It’s at moments like this that I realize — I really am getting old. Passionate. When I started doing this four and a half years ago, I was passionate. Undisciplined and all over the place. Writing too long, leaping from subject to subject without any connection. Angry one day, mellow the next. Ranting about wrongs and politics … and (please forgive me!) philosophy. And then just dropping the whole thing and taking a lot of pictures of autumn leaves.
I was so passionate about absolutely everything I probably contradicted myself a dozen time a week, but who was counting?
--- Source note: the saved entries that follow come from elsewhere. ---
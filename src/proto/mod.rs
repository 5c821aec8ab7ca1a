//! 传输层：每台计算机的网络模块与可靠 socket。

mod handler;
mod host;
mod net_module;
mod socket;

pub use handler::PacketHandler;
pub use host::{CounterSequence, NodeNetInterface, PortSequence, SequenceGenerator, SocketHost};
pub use net_module::{EPHEMERAL_PORT_START, NetModule, NetModuleError, SocketId};
pub use socket::{Socket, SocketConfig, SocketState};
//! 标识符类型
//!
//! `NodeKey`/`NetworkId` 是拓扑 arena 中的全局句柄；`NetId` 是设备的分层地址。

use serde::{Deserialize, Serialize};
use std::fmt;

/// 节点在拓扑 arena 中的句柄（全局唯一，不会复用）
#[derive(Debug, Clone, Copy, PartialEq, Eq, PartialOrd, Ord, Hash, Serialize, Deserialize)]
pub struct NodeKey(pub usize);

/// 网络在拓扑 arena 中的句柄
#[derive(Debug, Clone, Copy, PartialEq, Eq, PartialOrd, Ord, Hash, Serialize, Deserialize)]
pub struct NetworkId(pub usize);

/// 分层网络地址：从最外层网络到设备所在层，每层一个分量。
///
/// 相等与排序都是逐分量的结构比较。
#[derive(Debug, Clone, PartialEq, Eq, PartialOrd, Ord, Hash, Serialize, Deserialize)]
pub struct NetId(Vec<u32>);

impl NetId {
    pub fn new(components: impl Into<Vec<u32>>) -> Self {
        Self(components.into())
    }

    pub fn components(&self) -> &[u32] {
        &self.0
    }

    /// 层数
    pub fn len(&self) -> usize {
        self.0.len()
    }

    pub fn is_empty(&self) -> bool {
        self.0.is_empty()
    }

    pub fn starts_with(&self, prefix: &[u32]) -> bool {
        self.0.starts_with(prefix)
    }
}

impl From<Vec<u32>> for NetId {
    fn from(components: Vec<u32>) -> Self {
        Self(components)
    }
}

impl fmt::Display for NetId {
    fn fmt(&self, f: &mut fmt::Formatter<'_>) -> fmt::Result {
        for (i, c) in self.0.iter().enumerate() {
            if i > 0 {
                f.write_str(".")?;
            }
            write!(f, "{c}")?;
        }
        Ok(())
    }
}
A double round of cancer and massive heart surgery later, we are in the middle of the most horrendous political kerfuffle in my lifetime … maybe in the life of this nation … and I’m beginning to feel numb. Passionate? I can’t even seem to raise a decent head of steam. I know who I’m voting for and why I’m voting for her. I know who I’m NOT voting for and why I could never, ever, under any imaginable circumstances vote for him or anyone remotely like him …
But there’s not much passion behind it. Unlike 2008 when I was wild with energy and excitement because finally, after years of plodding, this country was going to make a major breakthrough. Progress! REAL progress.
I wasn’t blogging in ’08, but by 2012, I was full bore into it. I don’t know whether to be proud or a little embarrassed at my naked excitement at that election. I went from nothing to 100,000 views in just a couple of months …
And the election ended. Gridlock began. The air went out of my bubble. It got grim and ugly. I got sick and spent a year pulling myself back from the edge of the edge. I didn’t want to get down in the trenches and duke it out with people with whom I disagree. I didn’t even feel like bothering to call out the crazies for being crazy.
This time around, I think people should be smarter. They should be able to use their own brains to see what’s what, and why they need to do whatever they must to keep this country a place in which we can all live. The amount of blind hate … passionate hate … based on assumptions, rumor, innuendo, racism, and a weird combination of a sense of white entitlement combined with an obvious belief that Those People have stolen “their” country.
How do you talk to people who are irrational? Who don’t care whether what they believe is true or factual? Who think being passionate is exactly the same as being right?
The answer is: I can’t. Instead of prodding me into wanting to confront the devil in the Orange Hair, I just want it all to go away. Wake me when it’s time to vote. Tell me what happened when it’s over. Let me know if I’m going to have to wear a yellow star on my clothing or my husband and I will have to go into hiding because we are a mixed race, mixed religion, intellectual couple. Both born and raised in the Devil’s own city of New York (or, as we call it, our home town) … and him with 40 years working as one of Those People — you know — media maggots. When comes the fascist dictator to power, we are going to be exactly the kind of people who go up against the wall first.
Why not? They’ll probably gut social security and we’ll be out on the street anyway,.
Is anyone else feeling that somehow, we are living in the worst of times … and you’re numb? Your brain has given up? You’re hearing Phil Ochs in your head humming “I ain’t marching anymore …” and wonder where have all the flowers gone?